**Exercise requirements**
What lines below include the word "secrecy"? Copy each one.

Stored items
::::::
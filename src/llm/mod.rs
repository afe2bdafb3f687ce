//! Chat-completion API access.
//!
//! [`CompletionApi`] hands back the upstream status and the raw body text
//! without interpreting either, because the provider does not always answer
//! with JSON. Parsing belongs to the relay.
//!
//! # Example
//! ```no_run
//! use persona_relay::llm::{CompletionApi, CompletionRequest, DeepSeekClient, PromptMessage};
//! use secrecy::SecretString;
//!
//! # async fn run() -> persona_relay::error::Result<()> {
//! let client = DeepSeekClient::new(
//!     SecretString::from("sk-..."),
//!     "https://api.deepseek.com",
//!     "deepseek-chat",
//! );
//! let request = CompletionRequest::new(client.model(), vec![PromptMessage::user("你好")], 0.3);
//! let raw = client.complete(&request).await?;
//! println!("{} {}", raw.status, raw.body);
//! # Ok(())
//! # }
//! ```

use async_trait::async_trait;
use reqwest::Client;
use secrecy::SecretString;
use serde::Serialize;

use crate::config::CompletionConfig;
use crate::config::secrets::bearer;
use crate::error::Result;
use crate::model::{ChatTurn, Role};

/// One role-tagged message of the outbound prompt.
#[derive(Debug, Clone, PartialEq, Eq, Serialize)]
pub struct PromptMessage {
    pub role: Role,
    pub content: String,
}

impl PromptMessage {
    pub fn system(content: impl Into<String>) -> Self {
        Self {
            role: Role::System,
            content: content.into(),
        }
    }

    pub fn user(content: impl Into<String>) -> Self {
        Self {
            role: Role::User,
            content: content.into(),
        }
    }
}

impl From<ChatTurn> for PromptMessage {
    fn from(turn: ChatTurn) -> Self {
        Self {
            role: turn.role,
            content: turn.content,
        }
    }
}

/// Body of an OpenAI-compatible `chat/completions` call.
#[derive(Debug, Clone, Serialize)]
pub struct CompletionRequest {
    pub model: String,
    pub messages: Vec<PromptMessage>,
    pub temperature: f32,
}

impl CompletionRequest {
    pub fn new(model: impl Into<String>, messages: Vec<PromptMessage>, temperature: f32) -> Self {
        Self {
            model: model.into(),
            messages,
            temperature,
        }
    }
}

/// Upstream status code and undecoded body.
#[derive(Debug, Clone, PartialEq, Eq)]
pub struct RawCompletion {
    pub status: u16,
    pub body: String,
}

#[async_trait]
pub trait CompletionApi: Send + Sync {
    /// Model identifier sent with every request.
    fn model(&self) -> &str;

    /// Provider name for telemetry.
    fn provider(&self) -> &str {
        "deepseek"
    }

    /// One attempt, no retry. Only transport failures are errors.
    async fn complete(&self, request: &CompletionRequest) -> Result<RawCompletion>;
}

/// DeepSeek (OpenAI-compatible) chat-completion client.
pub struct DeepSeekClient {
    http: Client,
    api_key: SecretString,
    base_url: String,
    model: String,
}

impl DeepSeekClient {
    pub fn new(api_key: SecretString, base_url: impl Into<String>, model: impl Into<String>) -> Self {
        Self {
            http: Client::new(),
            api_key,
            base_url: base_url.into().trim_end_matches('/').to_string(),
            model: model.into(),
        }
    }

    /// Build a client from config; `None` when the credential is missing.
    pub fn from_config(config: &CompletionConfig) -> Option<Self> {
        let key = config.api_key.clone()?;
        Some(Self::new(key, config.base_url.clone(), config.model.clone()))
    }
}

#[async_trait]
impl CompletionApi for DeepSeekClient {
    fn model(&self) -> &str {
        &self.model
    }

    async fn complete(&self, request: &CompletionRequest) -> Result<RawCompletion> {
        let resp = self
            .http
            .post(format!("{}/chat/completions", self.base_url))
            .header("Authorization", bearer(&self.api_key))
            .json(request)
            .send()
            .await?;
        let status = resp.status().as_u16();
        let body = resp.text().await?;
        Ok(RawCompletion { status, body })
    }
}
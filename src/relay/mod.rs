//! Chat relay: validate, load memory, prompt the completion API, reply.
//!
//! Every path ends in a [`RelayReply`] whose body is a [`ChatResponse`].
//! Errors never escape [`ChatRelay::answer`]; they are rendered into the
//! envelope together with the status class from [`Error::status`].

pub mod parse;
pub mod prompt;

use opentelemetry::KeyValue;
use serde_json::json;
use std::sync::Arc;
use std::time::Instant;
use tracing::{Instrument, debug, warn};
use uuid::Uuid;

use crate::config::{COMPLETION_KEY_VAR, Config};
use crate::content::{ContentStore, DisabledStore, NotionStore};
use crate::error::{Error, Result};
use crate::llm::{CompletionApi, CompletionRequest, DeepSeekClient};
use crate::memory::{MemoryCache, MemoryLoader};
use crate::model::{ChatRequest, ChatResponse};
use crate::persona::Persona;
use crate::telemetry::{chat, genai, metrics};

/// Package name and version reported by health probes and debug payloads.
pub const VERSION: &str = concat!(env!("CARGO_PKG_NAME"), "-", env!("CARGO_PKG_VERSION"));

/// Tunables for prompt assembly and diagnostics.
#[derive(Debug, Clone)]
pub struct RelaySettings {
    /// Most recent history turns forwarded upstream.
    pub history_limit: usize,
    /// Per-turn content cap, in characters.
    pub turn_max_chars: usize,
    pub temperature: f32,
    /// Raw body characters echoed back when upstream is not JSON.
    pub raw_preview_chars: usize,
    /// Variable named in the missing-credential error.
    pub credential_var: String,
}

impl Default for RelaySettings {
    fn default() -> Self {
        Self {
            history_limit: 20,
            turn_max_chars: 3000,
            temperature: 0.3,
            raw_preview_chars: 600,
            credential_var: COMPLETION_KEY_VAR.to_string(),
        }
    }
}

impl RelaySettings {
    pub fn from_config(config: &Config) -> Self {
        Self {
            history_limit: config.history_limit,
            temperature: config.completion.temperature,
            ..Self::default()
        }
    }
}

/// HTTP status plus envelope.
#[derive(Debug, Clone, PartialEq)]
pub struct RelayReply {
    pub status: u16,
    pub body: ChatResponse,
}

impl RelayReply {
    pub fn ok(body: ChatResponse) -> Self {
        Self { status: 200, body }
    }

    /// Envelope for a failure, with upstream diagnostics where available.
    pub fn from_error(err: &Error) -> Self {
        let body = ChatResponse::failure(err.to_string());
        let body = match err {
            Error::NonJsonUpstream { status, preview } => {
                body.with_debug(json!({ "httpStatus": status, "raw": preview }))
            }
            Error::UpstreamStatus { status, .. } => {
                body.with_debug(json!({ "httpStatus": status }))
            }
            _ => body,
        };
        Self {
            status: err.status(),
            body,
        }
    }

    fn outcome(&self) -> &'static str {
        match self.status {
            200..=299 => "ok",
            400..=499 => "invalid_input",
            502 => "upstream_error",
            _ => "internal_error",
        }
    }
}

pub struct ChatRelay {
    memory: Arc<MemoryLoader>,
    completion: Option<Arc<dyn CompletionApi>>,
    persona: Persona,
    settings: RelaySettings,
}

impl ChatRelay {
    /// A relay with no completion client; it answers every valid message
    /// with a missing-credential error until one is attached.
    pub fn new(memory: Arc<MemoryLoader>, persona: Persona, settings: RelaySettings) -> Self {
        Self {
            memory,
            completion: None,
            persona,
            settings,
        }
    }

    /// Wire the relay from configuration: Notion store (or a disabled one),
    /// cached loader, persona file, DeepSeek client when a key is set.
    pub fn from_config(config: &Config) -> Result<Self> {
        let store: Arc<dyn ContentStore> = match NotionStore::from_config(&config.notion) {
            Some(store) => Arc::new(store),
            None => {
                warn!("NOTION_TOKEN not set, answering without memory");
                Arc::new(DisabledStore)
            }
        };
        let loader = MemoryLoader::new(
            store,
            config.memory.candidates(),
            config.memory.max_chars,
            MemoryCache::with_ttl_secs(config.memory.cache_ttl_secs),
        );
        let persona = Persona::load(config.persona_file.as_deref())?;

        let relay = Self::new(Arc::new(loader), persona, RelaySettings::from_config(config));
        Ok(match DeepSeekClient::from_config(&config.completion) {
            Some(client) => relay.with_completion(Arc::new(client)),
            None => {
                warn!("{COMPLETION_KEY_VAR} not set, chat requests will be rejected");
                relay
            }
        })
    }

    pub fn with_completion(mut self, completion: Arc<dyn CompletionApi>) -> Self {
        self.completion = Some(completion);
        self
    }

    pub fn persona(&self) -> &Persona {
        &self.persona
    }

    pub fn memory(&self) -> &MemoryLoader {
        &self.memory
    }

    /// Answer one chat request. Never fails; failures become envelopes.
    pub async fn answer(&self, request: ChatRequest) -> RelayReply {
        let request_id = Uuid::new_v4();
        let span = chat::start_request_span(&request_id);
        let start = Instant::now();

        let reply = match self
            .try_answer(request, request_id)
            .instrument(span.clone())
            .await
        {
            Ok(body) => RelayReply::ok(body),
            Err(e) => {
                span.in_scope(|| warn!(error = %e, status = e.status(), "chat request failed"));
                RelayReply::from_error(&e)
            }
        };

        let outcome = reply.outcome();
        chat::record_outcome(&span, outcome, reply.status);
        let labels = [KeyValue::new("outcome", outcome)];
        metrics::chat_requests().add(1, &labels);
        metrics::chat_duration_ms().record(start.elapsed().as_secs_f64() * 1000.0, &labels);

        reply
    }

    async fn try_answer(&self, request: ChatRequest, request_id: Uuid) -> Result<ChatResponse> {
        let message = request.message.trim();
        if message.is_empty() {
            return Err(Error::MissingMessage);
        }
        let completion = self
            .completion
            .as_ref()
            .ok_or_else(|| Error::MissingCredential(self.settings.credential_var.clone()))?;

        let memory = self.memory.load_cached().await;

        let history = prompt::trailing_window(
            &request.history,
            self.settings.history_limit,
            self.settings.turn_max_chars,
        );
        let history_forwarded = history.len();
        chat::record_prompt_shape(&tracing::Span::current(), history_forwarded, memory.found);

        let messages = prompt::build_messages(&self.persona, &memory, history, message);
        let outbound = CompletionRequest::new(
            completion.model(),
            messages,
            self.settings.temperature,
        );
        debug!(messages = outbound.messages.len(), "sending completion request");

        let chat_span = genai::start_chat_span(
            completion.model(),
            completion.provider(),
            self.settings.temperature,
        );
        let raw = completion
            .complete(&outbound)
            .instrument(chat_span.clone())
            .await?;
        let parsed = parse::parse_completion(&raw, self.settings.raw_preview_chars)?;

        if let Some(ref model) = parsed.model {
            genai::record_response_model(&chat_span, model);
        }
        if let Some((input, output)) = parsed.usage {
            genai::record_token_usage(
                &chat_span,
                completion.model(),
                completion.provider(),
                input,
                output,
            );
        }

        Ok(ChatResponse::answer(parsed.answer).with_debug(json!({
            "version": VERSION,
            "model": completion.model(),
            "requestId": request_id.to_string(),
            "memory": {
                "found": memory.found,
                "sourceId": memory.source_id,
                "chars": memory.chars(),
                "truncated": memory.truncated,
            },
            "historyForwarded": history_forwarded,
        })))
    }
}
::::::
**Solution for this task**
//! use secrecy::SecretString;
use secrecy::SecretString;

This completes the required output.